Nevertheless, based on this large body of evidence, pediatric patients studied with nTMS have been rarely reported. Few papers have explored the application of nTMS to assess the cortical representation in epileptic children [8,24,25,26] and in preoperative evaluation for brain tumor surgery [27,28,29]. The epidemiology of central nervous system tumors favors the supratentorial localization after the age of 10 [30], providing a potentially collaborative population of patients that could benefit from nTMS cortical mapping. Moreover, older children overcome the intrinsic limitation related to the myelinization process and the need for a higher stimulation intensity. Even though younger or non-collaborative children cannot undergo speech assessment, cortical motor mapping could be passively realized under general anesthesia or sedation, with specific teams and settings [28].
Despite these drawbacks, nTMS could represent a valid alternative to functional MRI (fMRI), which is challenging to perform in sedated younger patients, due to its paradigm [31,32]. Since fMRI identifies areas of cortical activation by detecting the variations of blood oxygenation secondary to specific tasks, the depth of sedation and the type of sedative drug can interfere with both neuronal response and hemodynamic coupling, influencing image analysis and interpretation [33,34,35,36]. Focusing on the motor task, passive motion of lower extremities is less successful than that of upper extremities [32,33] and a young age has been found to limit the success of passive mapping [33]. Beyond that, it can be difficult to access a sedated patient positioned into the scanner because of the presence of intravenous lines and/or monitoring devices [32].
In this paper, a series of adolescent patients affected by diencephalic tumor who successfully underwent preoperative nTMS cortical mapping and diffusion tensor imaging (DTI) tractography for corticospinal tract (CST) identification is presented. The aim is to explore the feasibility and accuracy of the presurgical evaluation of subcortical pediatric lesions.

2. Material and Methods

2.1. Patient Selection

In this prospective observational study conducted between October 2020 and October 2021 at the Pediatric and Functional Neurosurgery, Department of Neuroscience, University of Padova, pediatric patients with supratentorial deep-seated lesions scheduled for surgical resection were screened. The main criteria for inclusion were (1) the potential benefit from motor subcortical tracts identification by means of nTMS-based DTI tractography, (2) the potential patient’s ability to collaborate during the nTMS cortical stimulation, (3) the eligibility of the patient for elective surgery.
Recorded patient data included preoperative data, i.e., demographic data, clinical presentation, length of symptoms, preoperative antiseizure medications, radiological data concerning tumor characteristics; nTMS data, i.e., adverse events, data regarding nTMS cortical mapping, resting motor threshold (RMT), number of stimuli, number of stimuli that elicited a motor evoked potential (MEP), identification of motor area for head/leg/face and subsequent DTI tractography for CST, identification and localization of CST bundles, fractional anisotropy (FA), tumor tract distance (DTT), fiber integrity; intraoperative data, i.e., surgical approach, intraoperative neuromonitoring (IONM) information, intraoperative complications, pathology; and postoperative data, i.e., postoperative complications, residual tumor volume, postoperative clinical status, clinical status at follow-up, need for complementary oncological treatment, length of follow-up.
The manuscript was written according to the Strengthening the Reporting of Observational Studies in Epidemiology (STROBE) checklist [37].

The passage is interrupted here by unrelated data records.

//! JSON-RPC 2.0 message types and the MCP tool-call envelope.

use serde::{Deserialize, Serialize};
use serde_json::{json, Value};

use crate::error::ToolError;

pub const JSONRPC_VERSION: &str = "2.0";
pub const PROTOCOL_VERSION: &str = "2024-11-05";

/// JSON-RPC 2.0 request. A request without `id` is a notification.
#[derive(Debug, Clone, Serialize, Deserialize)]
pub struct RpcRequest {
    pub jsonrpc: String,
    #[serde(default, skip_serializing_if = "Option::is_none")]
    pub id: Option<Value>,
    pub method: String,
    #[serde(default, skip_serializing_if = "Option::is_none")]
    pub params: Option<Value>,
}

impl RpcRequest {
    pub fn new(method: impl Into<String>) -> Self {
        Self {
            jsonrpc: JSONRPC_VERSION.to_string(),
            id: None,
            method: method.into(),
            params: None,
        }
    }

    pub fn with_id(mut self, id: impl Into<Value>) -> Self {
        self.id = Some(id.into());
        self
    }

    pub fn with_params(mut self, params: Value) -> Self {
        self.params = Some(params);
        self
    }

    pub fn is_notification(&self) -> bool {
        self.id.is_none()
    }
}

/// JSON-RPC 2.0 reply carrying exactly one of `result` or `error`.
#[derive(Debug, Clone, Serialize, Deserialize)]
pub struct RpcResponse {
    pub jsonrpc: String,
    pub id: Option<Value>,
    #[serde(skip_serializing_if = "Option::is_none")]
    pub result: Option<Value>,
    #[serde(skip_serializing_if = "Option::is_none")]
    pub error: Option<RpcError>,
}

impl RpcResponse {
    pub fn success(id: Option<Value>, result: Value) -> Self {
        Self::reply(id, Ok(result))
    }

    pub fn error(id: Option<Value>, error: RpcError) -> Self {
        Self::reply(id, Err(error))
    }

    fn reply(id: Option<Value>, outcome: Result<Value, RpcError>) -> Self {
        let (result, error) = match outcome {
            Ok(value) => (Some(value), None),
            Err(err) => (None, Some(err)),
        };
        Self {
            jsonrpc: JSONRPC_VERSION.to_string(),
            id,
            result,
            error,
        }
    }
}

/// Protocol-level failure. Tool failures travel inside a successful
/// `tools/call` reply instead.
#[derive(Debug, Clone, PartialEq, Serialize, Deserialize)]
pub struct RpcError {
    pub code: i32,
    pub message: String,
}

impl RpcError {
    pub const PARSE_ERROR: i32 = -32700;
    pub const INVALID_REQUEST: i32 = -32600;
    pub const METHOD_NOT_FOUND: i32 = -32601;
    pub const INTERNAL_ERROR: i32 = -32603;

    pub fn parse_error(msg: impl Into<String>) -> Self {
        Self {
            code: Self::PARSE_ERROR,
            message: msg.into(),
        }
    }

    pub fn invalid_request(msg: impl Into<String>) -> Self {
        Self {
            code: Self::INVALID_REQUEST,
            message: msg.into(),
        }
    }

    pub fn method_not_found(method: &str) -> Self {
        Self {
            code: Self::METHOD_NOT_FOUND,
            message: format!("unknown method '{method}'"),
        }
    }

    pub fn internal_error(msg: impl Into<String>) -> Self {
        Self {
            code: Self::INTERNAL_ERROR,
            message: msg.into(),
        }
    }
}

/// Entry of the `tools/list` catalogue.
#[derive(Debug, Clone, Serialize, Deserialize)]
pub struct ToolDescriptor {
    pub name: String,
    pub description: String,
    #[serde(rename = "inputSchema")]
    pub input_schema: Value,
}

/// `tools/call` parameters
#[derive(Debug, Clone, Deserialize)]
pub struct CallParams {
    pub name: String,
    #[serde(default)]
    pub arguments: Option<Value>,
}

/// `tools/call` result. The payload appears both as text content and as
/// `structuredContent`.
#[derive(Debug, Clone, PartialEq, Serialize, Deserialize)]
pub struct ToolCallResult {
    pub content: Vec<TextContent>,
    #[serde(rename = "structuredContent")]
    pub structured_content: Value,
    #[serde(rename = "isError")]
    pub is_error: bool,
}

#[derive(Debug, Clone, PartialEq, Serialize, Deserialize)]
pub struct TextContent {
    #[serde(rename = "type")]
    pub kind: String,
    pub text: String,
}

impl ToolCallResult {
    fn from_payload(payload: Value, is_error: bool) -> Self {
        Self {
            content: vec![TextContent {
                kind: "text".to_string(),
                text: payload.to_string(),
            }],
            structured_content: payload,
            is_error,
        }
    }

    /// Success payload: `status`, `message`, then the operation's fields.
    pub fn success(message: impl Into<String>, data: Value) -> Self {
        let mut payload = json!({
            "status": "success",
            "message": message.into(),
        });
        if let (Some(out), Value::Object(fields)) = (payload.as_object_mut(), data) {
            for (key, value) in fields {
                out.insert(key, value);
            }
        }
        Self::from_payload(payload, false)
    }

    pub fn error(err: &ToolError) -> Self {
        Self::from_payload(
            json!({
                "status": "error",
                "error_kind": err.kind(),
                "message": err.to_string(),
            }),
            true,
        )
    }

    /// Converts back into the library error on the caller side.
    pub fn into_result(self) -> Result<Value, ToolError> {
        if !self.is_error {
            return Ok(self.structured_content);
        }
        let field = |name: &str| {
            self.structured_content
                .get(name)
                .and_then(Value::as_str)
                .unwrap_or_default()
                .to_string()
        };
        Err(ToolError::from_kind(&field("error_kind"), field("message")))
    }
}

pub fn initialize_result() -> Value {
    json!({
        "protocolVersion": PROTOCOL_VERSION,
        "capabilities": {
            "tools": { "listChanged": false }
        },
        "serverInfo": {
            "name": "gridmate-server",
            "version": env!("CARGO_PKG_VERSION"),
        }
    })
}

#[cfg(test)]
mod tests {
    use super::*;

    #[test]
    fn test_request_serialization() {
        let req = RpcRequest::new("tools/list").with_id(json!(1));
        let json_str = serde_json::to_string(&req).unwrap();
        assert!(json_str.contains("tools/list"));
        assert!(!json_str.contains("params"));
        assert!(!req.is_notification());
        assert!(RpcRequest::new("notifications/initialized").is_notification());
    }

    #[test]
    fn test_error_response_shape() {
        let resp = RpcResponse::error(Some(json!(4)), RpcError::method_not_found("foo/bar"));
        let value = serde_json::to_value(&resp).unwrap();
        assert_eq!(value["error"]["code"], -32601);
        assert!(value.get("result").is_none());
        assert_eq!(value["error"]["message"], "unknown method 'foo/bar'");
    }

    #[test]
    fn test_success_payload_merges_fields() {
        let result = ToolCallResult::success("Added bus 3", json!({"index": 3}));
        assert!(!result.is_error);
        assert_eq!(result.structured_content["status"], "success");
        assert_eq!(result.structured_content["index"], 3);
        let text: Value = serde_json::from_str(&result.content[0].text).unwrap();
        assert_eq!(text, result.structured_content);
    }

    #[test]
    fn test_error_payload_roundtrip() {
        let result = ToolCallResult::error(&ToolError::NoNetworkLoaded);
        assert!(result.is_error);
        assert_eq!(result.structured_content["status"], "error");
        assert_eq!(result.structured_content["error_kind"], "no_network_loaded");
        assert_eq!(result.into_result().unwrap_err(), ToolError::NoNetworkLoaded);
    }
}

2.2. Patient Informed Consent and Ethical Approval

The patients’ parents signed specific informed consent for MRI acquisition, nTMS tests, neuropsychological evaluation and surgical intervention. The study was conducted in accordance with the ethical standards of the Institutional Research Committee AOUP (Prot. n 0001997 14 January 2021) and the 1964 Declaration of Helsinki, plus later amendments.

2.3. MRI Acquisition

The patient underwent brain MRI according to a specific protocol designed for nTMS and DTI tractography using a 3T scanner (Ingenia 3T, Philips Healthcare) to obtain 3D T1- weighted images (TR/repetition time = 8, TE/echo time = 3.7); 3D FLAIR/fluid attenuated inversion recovery (TR = 4800, TE = 299, TI/inversion time = 1650, flip angle = 40, matrix = 240 × 240 mm2, voxel = 1 × 1 × 1 mm3, 196 slices, 4.05 min of acquisition time); diffusion weighted sequences (DWI with 32 directions, TR = 4400, TE = 96; single shell, b = 800 s/mm2; multiband, 4.55 min of acquisition time) for DTI-FT. Diffusion weighted protocol was optimized compared to our previous report [23].

2.4. nTMS Motor Mapping

nTMS motor mapping was performed according to the most updated indications [12] using a figure-eight coil to stimulate the cortical area (NBS system 4.3—Nexstim Oy, Elimäenkatu 9 B, Helsinki, Finland). Recorded muscles were the first dorsal interosseous muscle and the abductor pollicis brevis for upper limb, the tibialis anterior and the abductor hallucis for lower limb, and the orbicularis oris for facial function. MEPs were recorded with the nTMS integrated electromyography using surface electrodes (NTMS EMG; sampling rate: 3 kHz/channel; analysis time: 10 ms pre-stimulus and 100 ms post-stimulus; filter bandwidth: 10–250 Hz). The determination of the RMT was performed according to previous reports [4,38].

2.5. Tractography

The workflow for DTI tractography was performed using a commercial software package (Elements, Brainlab, Munich, Germany). All positive spots were imported into the DTI software and enlarged to a diameter of 3 mm in order to create a continuous seed point area. The first region of interest (ROI) and a second ROI were set in the anteroinferior pons where the conventional color-coded fractional anisotropy (FA) map identified the CST. The FA was determined for each ROI and the fiber tracking was performed at 75% of FA using an anterograde direction with a vector step length of 1.6 mm, an angular threshold of 30° and a minimum length of 110 mm [20,21,22,39]. Fiber integrity was classified according to radiological appearance as (1) normal, (2) displaced but intact, (3) deformed, (4) interrupted [22].

3. Results

3.1. Patient Sample

During the enrollment, 20 pediatric patients were admitted for brain tumor. Only 5 patients out of 20 were affected by deep-seated lesion. After the application of inclusion criteria, four of them were scheduled for preoperative motor nTMS mapping. A complete flow diagram of patient selection is provided in Figure 1.
Three patients were female (M:F 1:3) and the mean age was 11.2 year ± 1.5. All of them had a diencephalic lesion: in one case purely thalamic, in two cases thalamopeduncular, and the only boy had a thalamic lesion with temporo-mesial and frontal invasion. One patient presented contralateral motor and VII cranial nerve deficits associated with a concomitant hydrocephalus (patient n. 2), while the other patients suffered from headache and episodes of vomiting. Preoperative data are reported in Table 1.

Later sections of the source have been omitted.